=== What to produce ===
In which lines of the data does the string "await" appear? Copy every one.

====== Records

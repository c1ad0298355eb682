use std::path::Path;

use tracing::{debug, error};

use crate::common::models::{DownloadTask, MediaFormat};
use crate::extractor::MediaExtractor;
use crate::extractor::error::ExtractError;
use crate::extractor::options::ExtractorOptions;
use crate::log_error;

pub const YOUTUBE_FOLDER: &str = "youtube_videos";
pub const TITLE_TEMPLATE: &str = "%(title)s.%(ext)s";

/// 执行一次下载任务，出错直接返回
pub async fn run_task(
    extractor: &dyn MediaExtractor,
    task: &DownloadTask,
    options: &ExtractorOptions,
) -> Result<(), ExtractError> {
    tokio::fs::create_dir_all(&task.output_dir).await?;
    debug!("下载任务: {:?}", task);
    extractor.download(&task.source, options).await
}

/// 下载单个链接，失败时打印原因并返回 false，不重试
pub async fn download_single(
    extractor: &dyn MediaExtractor,
    task: &DownloadTask,
    options: &ExtractorOptions,
) -> bool {
    match run_task(extractor, task, options).await {
        Ok(()) => true,
        Err(e) => {
            error!("下载失败 {}: {}", task.source, e);
            log_error!("YT-DLP error ({}): {}", task.source, e);
            false
        }
    }
}

/// youtube-video: 单个视频，最高 1080p 或 mp3
pub async fn download_youtube_video(
    extractor: &dyn MediaExtractor,
    url: &str,
    format: MediaFormat,
    folder: &Path,
) -> bool {
    let task = DownloadTask::new(url, format, folder, TITLE_TEMPLATE);
    let options = ExtractorOptions::youtube(format, task.output_path_template()).single_item();
    download_single(extractor, &task, &options).await
}

/// instagram-download --url: 公开的帖子 / reel
pub async fn download_instagram_url(
    extractor: &dyn MediaExtractor,
    url: &str,
    format: MediaFormat,
    folder: &Path,
    cookie_file: Option<&Path>,
) -> bool {
    let task = DownloadTask::new(url, format, folder, TITLE_TEMPLATE);
    let options =
        ExtractorOptions::instagram(format, task.output_path_template()).with_cookie_file(cookie_file);
    download_single(extractor, &task, &options).await
}

#[cfg(test)]
mod tests {
    use super::*;
    use crate::extractor::models::ProbeInfo;
    use crate::extractor::options::{ProbeOptions, YOUTUBE_MP4_FORMAT};
    use async_trait::async_trait;
    use std::sync::Mutex;
    use tempfile::tempdir;

    struct RecordingExtractor {
        fail: bool,
        calls: Mutex<Vec<(String, ExtractorOptions)>>,
    }

    #[async_trait]
    impl MediaExtractor for RecordingExtractor {
        async fn probe(&self, _url: &str, _options: &ProbeOptions) -> Result<ProbeInfo, ExtractError> {
            Ok(ProbeInfo::default())
        }

        async fn download(&self, url: &str, options: &ExtractorOptions) -> Result<(), ExtractError> {
            self.calls
                .lock()
                .unwrap()
                .push((url.to_string(), options.clone()));
            if self.fail {
                return Err(ExtractError::Failed {
                    code: Some(1),
                    message: "ERROR: Video unavailable".to_string(),
                });
            }
            Ok(())
        }
    }

    #[tokio::test]
    async fn test_youtube_video_uses_preset_and_creates_folder() {
        let dir = tempdir().unwrap();
        let folder = dir.path().join("youtube_videos");
        let extractor = RecordingExtractor {
            fail: false,
            calls: Mutex::new(Vec::new()),
        };

        let ok = download_youtube_video(&extractor, "https://youtu.be/x", MediaFormat::Mp4, &folder).await;

        assert!(ok);
        assert!(folder.is_dir());
        let calls = extractor.calls.lock().unwrap();
        assert_eq!(calls.len(), 1);
        assert_eq!(calls[0].0, "https://youtu.be/x");
        assert_eq!(calls[0].1.format, YOUTUBE_MP4_FORMAT);
        assert!(calls[0].1.no_playlist);
        assert!(calls[0].1.no_overwrites);
        assert!(calls[0].1.output_template.ends_with(TITLE_TEMPLATE));
    }

    #[tokio::test]
    async fn test_failure_returns_false_without_retry() {
        let dir = tempdir().unwrap();
        let extractor = RecordingExtractor {
            fail: true,
            calls: Mutex::new(Vec::new()),
        };

        let ok = download_instagram_url(
            &extractor,
            "https://www.instagram.com/p/abc/",
            MediaFormat::Mp3,
            dir.path(),
            None,
        )
        .await;

        assert!(!ok);
        assert_eq!(extractor.calls.lock().unwrap().len(), 1);
    }
}
use async_trait::async_trait;

pub mod error;
pub mod models;
pub mod options;
pub mod ytdlp;

use error::ExtractError;
use models::ProbeInfo;
use options::{ExtractorOptions, ProbeOptions};

pub use ytdlp::YtDlp;

/// 外部媒体解析/下载工具的抽象
#[async_trait]
pub trait MediaExtractor: Send + Sync {
    /// 只获取元数据
    async fn probe(&self, url: &str, options: &ProbeOptions) -> Result<ProbeInfo, ExtractError>;

    /// 按给定参数下载到本地
    async fn download(&self, url: &str, options: &ExtractorOptions) -> Result<(), ExtractError>;
}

============

=== Exercise output ===
    tokio::fs::create_dir_all(&task.output_dir).await?;
    extractor.download(&task.source, options).await
    match run_task(extractor, task, options).await {
    download_single(extractor, &task, &options).await
    download_single(extractor, &task, &options).await
        let ok = download_youtube_video(&extractor, "https://youtu.be/x", MediaFormat::Mp4, &folder).await;
        .await;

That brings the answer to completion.